(Beginning of Data under study)

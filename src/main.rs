use cardgate::application::availability::AllowList;
use cardgate::application::gateway::{DEFAULT_RETURN_URL_BASE, PaymentGateway, SubmissionOutcome};
use cardgate::application::scripts::{CustomerProfile, PayPageRequest, client_scripts};
use cardgate::config::{GatewaySettings, settings_fields};
use cardgate::domain::checkout::CheckoutSession;
use cardgate::domain::ports::{OrderStoreBox, PaymentProcessorBox};
use cardgate::infrastructure::http::{DEFAULT_API_BASE, HttpProcessor, HttpProcessorConfig};
use cardgate::infrastructure::in_memory::InMemoryOrderStore;
#[cfg(feature = "storage-rocksdb")]
use cardgate::infrastructure::rocksdb::RocksDBOrderStore;
use cardgate::infrastructure::simulated::SimulatedProcessor;
use cardgate::interfaces::csv::order_reader::OrderReader;
use cardgate::interfaces::csv::outcome_writer::{OutcomeWriter, write_orders};
use cardgate::interfaces::csv::submission_reader::SubmissionReader;
use clap::{Parser, Subcommand};
use miette::{IntoDiagnostic, Result};
use std::fs::File;
use std::io::{self, IsTerminal};
use std::path::PathBuf;
use tracing::{error, info};
use tracing_subscriber::EnvFilter;

#[derive(Parser)]
#[command(author, version, about, long_about = None)]
struct Cli {
    /// Gateway settings: a JSON object of option values. Defaults apply when omitted.
    #[arg(long, global = true)]
    settings: Option<PathBuf>,

    /// Path to persistent order database (optional). If provided, uses RocksDB.
    #[arg(long, global = true)]
    db_path: Option<PathBuf>,

    /// Charge through the offline simulated processor instead of the remote API.
    #[arg(long, global = true)]
    simulate: bool,

    /// Remote API origin.
    #[arg(long, global = true, default_value = DEFAULT_API_BASE)]
    api_base: String,

    /// Base of the order confirmation URL.
    #[arg(long, global = true, default_value = DEFAULT_RETURN_URL_BASE)]
    return_url: String,

    /// Offer the gateway only to this user id. Repeatable; everyone when absent.
    #[arg(long = "allow-user", global = true)]
    allow_users: Vec<u64>,

    #[command(subcommand)]
    command: Command,
}

#[derive(Subcommand)]
enum Command {
    /// Process a CSV of checkout submissions and print one outcome per row.
    Submit {
        /// Checkout submissions CSV file
        submissions: PathBuf,

        /// Orders CSV file to load into the store first
        #[arg(long)]
        orders: Option<PathBuf>,
    },
    /// Print the payment state of every stored order.
    Orders {
        /// Orders CSV file to load into the store first
        #[arg(long)]
        orders: Option<PathBuf>,
    },
    /// Print the client script assets and form script parameters.
    ScriptParams {
        /// Orders CSV file to load into the store first
        #[arg(long)]
        orders: Option<PathBuf>,

        /// Pay page order id
        #[arg(long, requires = "order_key")]
        order_id: Option<u64>,

        /// Pay page order key
        #[arg(long, requires = "order_id")]
        order_key: Option<String>,

        /// Saved card id of the signed-in customer. Repeatable.
        #[arg(long = "saved-card")]
        saved_cards: Vec<String>,

        /// Base URL the plugin assets are served from
        #[arg(long, default_value = "")]
        assets_base: String,
    },
    /// Print the admin settings field declarations as JSON.
    SettingsSchema,
}

fn init_logging() {
    tracing_subscriber::fmt()
        .with_env_filter(
            EnvFilter::try_from_default_env().unwrap_or_else(|_| EnvFilter::new("warn")),
        )
        .with_writer(io::stderr)
        .with_ansi(io::stderr().is_terminal())
        .init();
}

fn open_store(db_path: Option<PathBuf>) -> Result<OrderStoreBox> {
    match db_path {
        #[cfg(feature = "storage-rocksdb")]
        Some(path) => {
            let store = RocksDBOrderStore::open(path).into_diagnostic()?;
            Ok(Box::new(store))
        }
        #[cfg(not(feature = "storage-rocksdb"))]
        Some(_) => {
            tracing::warn!(
                "Persistent storage requested via --db-path, but 'storage-rocksdb' feature is not enabled. Falling back to In-Memory storage."
            );
            Ok(Box::new(InMemoryOrderStore::new()))
        }
        None => Ok(Box::new(InMemoryOrderStore::new())),
    }
}

async fn load_orders(store: &OrderStoreBox, path: Option<PathBuf>) -> Result<()> {
    let Some(path) = path else {
        return Ok(());
    };
    let file = File::open(path).into_diagnostic()?;
    for order in OrderReader::new(file).orders() {
        match order {
            Ok(order) => store.store(order).await.into_diagnostic()?,
            Err(e) => error!("Error reading order: {}", e),
        }
    }
    Ok(())
}

fn build_processor(cli: &Cli, settings: &GatewaySettings) -> Result<PaymentProcessorBox> {
    if cli.simulate {
        info!("using simulated processor");
        return Ok(Box::new(SimulatedProcessor::new()));
    }
    let config = HttpProcessorConfig::new(settings.credentials().secret_key.clone())
        .with_api_base(cli.api_base.clone());
    Ok(Box::new(HttpProcessor::new(config).into_diagnostic()?))
}

#[tokio::main]
async fn main() -> Result<()> {
    init_logging();
    let cli = Cli::parse();

    if let Command::SettingsSchema = cli.command {
        let schema = serde_json::to_string_pretty(&settings_fields()).into_diagnostic()?;
        println!("{}", schema);
        return Ok(());
    }

    let settings = match &cli.settings {
        Some(path) => GatewaySettings::load(path).into_diagnostic()?,
        None => GatewaySettings::default(),
    };

    let store = open_store(cli.db_path.clone())?;
    let processor = build_processor(&cli, &settings)?;

    match cli.command {
        Command::Submit {
            submissions,
            orders,
        } => {
            load_orders(&store, orders).await?;
            let gateway = PaymentGateway::new(settings, store, processor)
                .with_availability(AllowList::new(cli.allow_users).into_policy())
                .with_return_url_base(cli.return_url);

            let file = File::open(submissions).into_diagnostic()?;
            let stdout = io::stdout();
            let mut writer = OutcomeWriter::new(stdout.lock());

            for submission in SubmissionReader::new(file).submissions() {
                let submission = match submission {
                    Ok(submission) => submission,
                    Err(e) => {
                        error!("Error reading submission: {}", e);
                        continue;
                    }
                };

                let mut session = CheckoutSession::new();
                let outcome = if gateway.is_available_for(&submission.actor) {
                    match gateway
                        .submit(submission.order_id, &submission.form, &mut session)
                        .await
                    {
                        Ok(outcome) => outcome,
                        Err(e) => {
                            error!(
                                "Error processing submission for order {}: {}",
                                submission.order_id, e
                            );
                            continue;
                        }
                    }
                } else {
                    let message = "Card payments are not available for this checkout.".to_string();
                    session.add_error(message.clone());
                    SubmissionOutcome::Failure { message }
                };

                writer
                    .write_outcome(submission.order_id, &outcome, &session)
                    .into_diagnostic()?;
            }
            writer.flush().into_diagnostic()?;
        }
        Command::Orders { orders } => {
            load_orders(&store, orders).await?;
            let all = store.get_all().await.into_diagnostic()?;
            write_orders(io::stdout().lock(), &all).into_diagnostic()?;
        }
        Command::ScriptParams {
            orders,
            order_id,
            order_key,
            saved_cards,
            assets_base,
        } => {
            load_orders(&store, orders).await?;
            let gateway = PaymentGateway::new(settings, store, processor);

            let customer = (!saved_cards.is_empty()).then(|| CustomerProfile {
                customer_id: String::new(),
                cards: saved_cards,
            });
            let pay_page = order_id
                .zip(order_key)
                .map(|(order_id, order_key)| PayPageRequest {
                    order_id,
                    order_key,
                });

            let params = gateway
                .script_params(customer.as_ref(), pay_page.as_ref())
                .await
                .into_diagnostic()?;
            let output = serde_json::json!({
                "scripts": client_scripts(&assets_base),
                "params": params,
            });
            println!("{}", serde_json::to_string_pretty(&output).into_diagnostic()?);
        }
        Command::SettingsSchema => {}
    }

    Ok(())
}
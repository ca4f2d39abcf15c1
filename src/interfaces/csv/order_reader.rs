use crate::domain::order::{BillingAddress, Order, OrderStatus, PaymentMeta};
use crate::error::{GatewayError, Result};
use rust_decimal::Decimal;
use serde::Deserialize;
use std::io::Read;

/// One row of an orders export.
#[derive(Debug, Deserialize)]
struct OrderRecord {
    id: u64,
    order_key: String,
    total: Decimal,
    currency: String,
    #[serde(default)]
    status: Option<OrderStatus>,
    #[serde(default)]
    billing_first_name: Option<String>,
    #[serde(default)]
    billing_last_name: Option<String>,
    #[serde(default)]
    billing_address_1: Option<String>,
    #[serde(default)]
    billing_address_2: Option<String>,
    #[serde(default)]
    billing_city: Option<String>,
    #[serde(default)]
    billing_state: Option<String>,
    #[serde(default)]
    billing_postcode: Option<String>,
    #[serde(default)]
    billing_country: Option<String>,
}

impl From<OrderRecord> for Order {
    fn from(r: OrderRecord) -> Self {
        Order {
            id: r.id,
            order_key: r.order_key,
            total: r.total,
            currency: r.currency,
            billing: BillingAddress {
                first_name: r.billing_first_name.unwrap_or_default(),
                last_name: r.billing_last_name.unwrap_or_default(),
                address_1: r.billing_address_1.unwrap_or_default(),
                address_2: r.billing_address_2.unwrap_or_default(),
                city: r.billing_city.unwrap_or_default(),
                state: r.billing_state.unwrap_or_default(),
                postcode: r.billing_postcode.unwrap_or_default(),
                country: r.billing_country.unwrap_or_default(),
            },
            status: r.status.unwrap_or_default(),
            payment: PaymentMeta::default(),
        }
    }
}

/// Reads orders from a CSV source.
///
/// Only `id`, `order_key`, `total` and `currency` are required; `status` and
/// the `billing_*` columns may be omitted or left empty.
pub struct OrderReader<R: Read> {
    reader: csv::Reader<R>,
}

impl<R: Read> OrderReader<R> {
    pub fn new(source: R) -> Self {
        let reader = csv::ReaderBuilder::new()
            .trim(csv::Trim::All)
            .flexible(true)
            .from_reader(source);
        Self { reader }
    }

    /// Lazily reads and deserializes orders, one result per row.
    pub fn orders(self) -> impl Iterator<Item = Result<Order>> {
        self.reader
            .into_deserialize::<OrderRecord>()
            .map(|result| result.map(Order::from).map_err(GatewayError::from))
    }
}
use crate::domain::order::Order;
use crate::domain::ports::OrderStore;
use crate::error::Result;
use async_trait::async_trait;
use std::collections::BTreeMap;
use std::sync::Arc;
use tokio::sync::RwLock;

/// A thread-safe in-memory order store.
///
/// Uses `Arc<RwLock<BTreeMap<u64, Order>>>` so clones share the same orders
/// and listings come back in id order.
#[derive(Default, Clone)]
pub struct InMemoryOrderStore {
    orders: Arc<RwLock<BTreeMap<u64, Order>>>,
}

impl InMemoryOrderStore {
    /// Creates a new, empty in-memory order store.
    pub fn new() -> Self {
        Self::default()
    }
}

#[async_trait]
impl OrderStore for InMemoryOrderStore {
    async fn store(&self, order: Order) -> Result<()> {
        let mut orders = self.orders.write().await;
        orders.insert(order.id, order);
        Ok(())
    }

    async fn get(&self, order_id: u64) -> Result<Option<Order>> {
        let orders = self.orders.read().await;
        Ok(orders.get(&order_id).cloned())
    }

    async fn get_all(&self) -> Result<Vec<Order>> {
        let orders = self.orders.read().await;
        Ok(orders.values().cloned().collect())
    }
}
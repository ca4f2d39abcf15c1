pub mod order_reader;
pub mod outcome_writer;
pub mod submission_reader;
pub mod application;
pub mod config;
pub mod domain;
pub mod error;
pub mod infrastructure;
pub mod interfaces;
//! Offline processor for demos and tests.
//!
//! Outcomes are keyed on the processor's well-known test tokens so that a
//! checkout can be exercised without network access or API keys.

use crate::domain::charge::{ChargeRequest, ChargeResult};
use crate::domain::checkout::CardSource;
use crate::domain::ports::PaymentProcessor;
use async_trait::async_trait;
use std::sync::Arc;
use tokio::sync::Mutex;

/// Percentage fee in tenths of a percent, plus a fixed fee in minor units.
const FEE_PER_MILLE: i128 = 29;
const FEE_FIXED: i128 = 30;

#[derive(Default, Clone)]
pub struct SimulatedProcessor {
    requests: Arc<Mutex<Vec<ChargeRequest>>>,
}

impl SimulatedProcessor {
    pub fn new() -> Self {
        Self::default()
    }

    /// Every request received so far, oldest first.
    pub async fn requests(&self) -> Vec<ChargeRequest> {
        self.requests.lock().await.clone()
    }

    /// 2.9% rounded half-up, plus 30. Saturates at `i64::MAX`.
    pub fn fee_for(amount: i64) -> i64 {
        let fee = (i128::from(amount) * FEE_PER_MILLE + 500) / 1000 + FEE_FIXED;
        i64::try_from(fee).unwrap_or(i64::MAX)
    }

    fn decline_for(token: &str) -> Option<ChargeResult> {
        let (category, message) = match token {
            "tok_declined" | "tok_chargeDeclined" => ("card_declined", "Your card was declined."),
            "tok_expired" | "tok_chargeDeclinedExpiredCard" => {
                ("expired_card", "Your card has expired.")
            }
            "tok_incorrect_cvc" | "tok_chargeDeclinedIncorrectCvc" => {
                ("incorrect_cvc", "Your card's security code is incorrect.")
            }
            "tok_processing_error" | "tok_chargeDeclinedProcessingError" => (
                "processing_error",
                "An error occurred while processing your card. Try again in a little bit.",
            ),
            _ => return None,
        };
        Some(ChargeResult::failure(category, message))
    }
}

#[async_trait]
impl PaymentProcessor for SimulatedProcessor {
    async fn create_charge(&self, request: &ChargeRequest) -> ChargeResult {
        let mut requests = self.requests.lock().await;
        requests.push(request.clone());
        let sequence = requests.len();

        let token = match &request.source {
            CardSource::Token(token) => token.as_str(),
            CardSource::Saved { card_id, .. } => card_id.as_str(),
        };
        if let Some(declined) = Self::decline_for(token) {
            return declined;
        }

        ChargeResult::Success {
            transaction_id: format!("ch_sim_{:06}", sequence),
            fee: Some(Self::fee_for(request.amount)),
        }
    }
}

(End of Data under study)

- [Work to complete]: Write out, from the lines above, only those from the line with "Some(ChargeResult::failure(category, message))" to the line with "requests.push(request.clone());", exactly as given, including the first and the last.

- [Worked solution]:
        Some(ChargeResult::failure(category, message))
    }
}

#[async_trait]
impl PaymentProcessor for SimulatedProcessor {
    async fn create_charge(&self, request: &ChargeRequest) -> ChargeResult {
        let mut requests = self.requests.lock().await;
        requests.push(request.clone());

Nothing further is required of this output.